Have you had much experience with Go? Go interfaces and Java interfaces are different beasts... Go's interfaces are incredible...take a look at Reader and Writer from the io package as an example - they're two of the most powerful interfaces in the language, and extremely flexible.
> Go's interfaces are incredible...take a look at Reader and Writer from the io package as an example - they're two of the most powerful interfaces in the language, and extremely flexible.
Yup. I literally just gave a talk at two Go conferences in the last two weeks (GopherCon India and GopherCon Dubai) about the io.Reader/io.Writer interfaces specifically. They're deceptively simple on the surface, but they're insanely powerful once you 'get' them.

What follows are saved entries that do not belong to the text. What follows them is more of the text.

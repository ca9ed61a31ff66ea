//! Recovery of JSON payloads from free-form model output.
//!
//! Strategies, in order: fenced code block, outermost bracket span, then the
//! same two on a copy stripped of BOMs and control characters. Every candidate
//! gets a second chance after trailing-comma and single-quote repair. The first
//! candidate that parses to a list or mapping wins.

use crate::error::{preview, PipelineError};
use regex::Regex;
use serde_json::Value;
use std::sync::OnceLock;
use tracing::{debug, warn};

const PREVIEW_CHARS: usize = 200;

fn fence_pattern() -> &'static Regex {
    static FENCE: OnceLock<Regex> = OnceLock::new();
    FENCE.get_or_init(|| Regex::new(r"```[A-Za-z0-9_-]*[ \t]*\r?\n?([\s\S]*?)```").expect("static fence pattern"))
}

fn trailing_comma_pattern() -> &'static Regex {
    static TRAILING: OnceLock<Regex> = OnceLock::new();
    TRAILING.get_or_init(|| Regex::new(r",\s*([\]}])").expect("static comma pattern"))
}

fn single_quoted_key_pattern() -> &'static Regex {
    static KEY: OnceLock<Regex> = OnceLock::new();
    KEY.get_or_init(|| Regex::new(r"([{,]\s*)'([^'\\]*)'(\s*):").expect("static key pattern"))
}

fn single_quoted_value_pattern() -> &'static Regex {
    static VALUE: OnceLock<Regex> = OnceLock::new();
    VALUE.get_or_init(|| {
        Regex::new(r#"([:\[,]\s*)'([^'"\\]*)'(\s*[,}\]])"#).expect("static value pattern")
    })
}

/// Extract a JSON list or mapping from raw model text
pub fn extract_structured(raw: &str) -> Result<Value, PipelineError> {
    let no_data = || PipelineError::NoStructuredData {
        preview: preview(raw, PREVIEW_CHARS),
    };

    if raw.trim().is_empty() {
        return Err(no_data());
    }

    if let Some(value) = from_candidates(raw) {
        return Ok(value);
    }

    let cleaned = strip_invisible(raw);
    if cleaned != raw {
        debug!("Retrying JSON extraction after stripping control characters");
        if let Some(value) = from_candidates(&cleaned) {
            return Ok(value);
        }
    }

    warn!("No structured data in model response: {}", preview(raw, PREVIEW_CHARS));
    Err(no_data())
}

fn from_candidates(text: &str) -> Option<Value> {
    if let Some(caps) = fence_pattern().captures(text) {
        if let Some(value) = try_load(caps[1].trim()) {
            return Some(value);
        }
    }

    if let Some(span) = bracket_span(text) {
        if let Some(value) = try_load(span) {
            return Some(value);
        }
    }

    try_load(text.trim())
}

/// From the first `[`/`{` through the last `]`/`}`
fn bracket_span(text: &str) -> Option<&str> {
    let start = text.find(['[', '{'])?;
    let end = text.rfind([']', '}'])?;
    (end > start).then(|| &text[start..=end])
}

fn try_load(candidate: &str) -> Option<Value> {
    if candidate.is_empty() {
        return None;
    }

    if let Ok(value) = serde_json::from_str::<Value>(candidate) {
        if is_container(&value) {
            return Some(value);
        }
    }

    let repaired = repair_common_errors(candidate);
    serde_json::from_str::<Value>(&repaired)
        .ok()
        .filter(is_container)
}

fn is_container(value: &Value) -> bool {
    matches!(value, Value::Array(_) | Value::Object(_))
}

/// Drop trailing commas and turn simple single-quoted keys/strings into double-quoted ones
pub fn repair_common_errors(text: &str) -> String {
    let text = trailing_comma_pattern().replace_all(text, "$1");
    let text = single_quoted_key_pattern().replace_all(&text, "$1\"$2\"$3:");
    let mut text = text.into_owned();

    // Adjacent values share a delimiter, so one pass only converts every other one
    while single_quoted_value_pattern().is_match(&text) {
        text = single_quoted_value_pattern()
            .replace_all(&text, "$1\"$2\"$3")
            .into_owned();
    }
    text
}

/// Remove byte-order marks and ASCII control characters other than `\n`, `\r`, `\t`
pub fn strip_invisible(text: &str) -> String {
    text.chars()
        .filter(|&ch| ch != '\u{feff}')
        .filter(|&ch| !ch.is_ascii_control() || matches!(ch, '\n' | '\r' | '\t'))
        .collect::<String>()
        .trim()
        .to_string()
}

#[cfg(test)]
mod tests {
    use super::*;
    use serde_json::json;

    #[test]
    fn test_fenced_block_with_trailing_comma() {
        let value = extract_structured("```json\n[{\"a\":1},]\n```").unwrap();
        assert_eq!(value, json!([{"a": 1}]));
    }

    #[test]
    fn test_fence_without_language_tag() {
        let value = extract_structured("Result:\n```\n{\"ok\": true}\n```\nDone").unwrap();
        assert_eq!(value, json!({"ok": true}));
    }

    #[test]
    fn test_chatty_prose_around_json() {
        let value =
            extract_structured("Sure! Here is the result: [{\"a\":1}] Hope that helps.").unwrap();
        assert_eq!(value, json!([{"a": 1}]));
    }

    #[test]
    fn test_single_quotes_are_repaired() {
        let value = extract_structured("[{'outline': 'Intro', 'start_time': '00:00:01,000'}]").unwrap();
        assert_eq!(value[0]["outline"], "Intro");
        assert_eq!(value[0]["start_time"], "00:00:01,000");
    }

    #[test]
    fn test_single_quoted_array_elements_are_all_repaired() {
        assert_eq!(extract_structured("['a', 'b', 'c']").unwrap(), json!(["a", "b", "c"]));

        let value = extract_structured("[{'title': 'x', 'tags': ['a', 'b']}]").unwrap();
        assert_eq!(value, json!([{"title": "x", "tags": ["a", "b"]}]));
    }

    #[test]
    fn test_control_characters_are_stripped() {
        let raw = "\u{feff}[{\"a\":\u{0007} 1}]";
        let value = extract_structured(raw).unwrap();
        assert_eq!(value, json!([{"a": 1}]));
    }

    #[test]
    fn test_scalars_do_not_count() {
        let err = extract_structured("42").unwrap_err();
        assert!(matches!(err, PipelineError::NoStructuredData { .. }));
    }

    #[test]
    fn test_failure_carries_truncated_preview() {
        let raw = format!("no json here {}", "x".repeat(500));
        match extract_structured(&raw).unwrap_err() {
            PipelineError::NoStructuredData { preview } => {
                assert!(preview.starts_with("no json here"));
                assert!(preview.chars().count() <= PREVIEW_CHARS + 3);
            }
            other => panic!("unexpected error: {other}"),
        }
    }

    #[test]
    fn test_empty_response_is_an_error() {
        assert!(extract_structured("   \n").is_err());
    }

    #[test]
    fn test_broken_fence_falls_back_to_span() {
        let raw = "```json\nnot valid\n``` but later {\"k\": [1, 2,]}";
        // The span runs from the first bracket, which sits after the fence here
        let value = extract_structured(raw).unwrap();
        assert_eq!(value, json!({"k": [1, 2]}));
    }
}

It would be interesting to know more about the power you seen in `io.Reader` and `io.Writer`. They seem to say, effectively, that every type implements serialization from bytes and serialization to bytes. Generic serialization is not so unusual but maybe in the context of Go can be so much more?
Interfaces in golang are error prone. It's easy to inadvertently implement an interface you didn't mean to. It's also difficult without the aid of some tooling, to determine which set (or whether at all) of interfaces a given structure implements.
There was a blog post a while ago about how golangs's interfaces caused issues in production because they're implicit.
Check out type classes for a superior way to solve this issue (e.g. what Scala or Rust do).
Static ducktyping is a very interesting approach to interfaces that is very different from Java. I won't say how well it works as I've only dabbled in Go, but it struck me as very unique.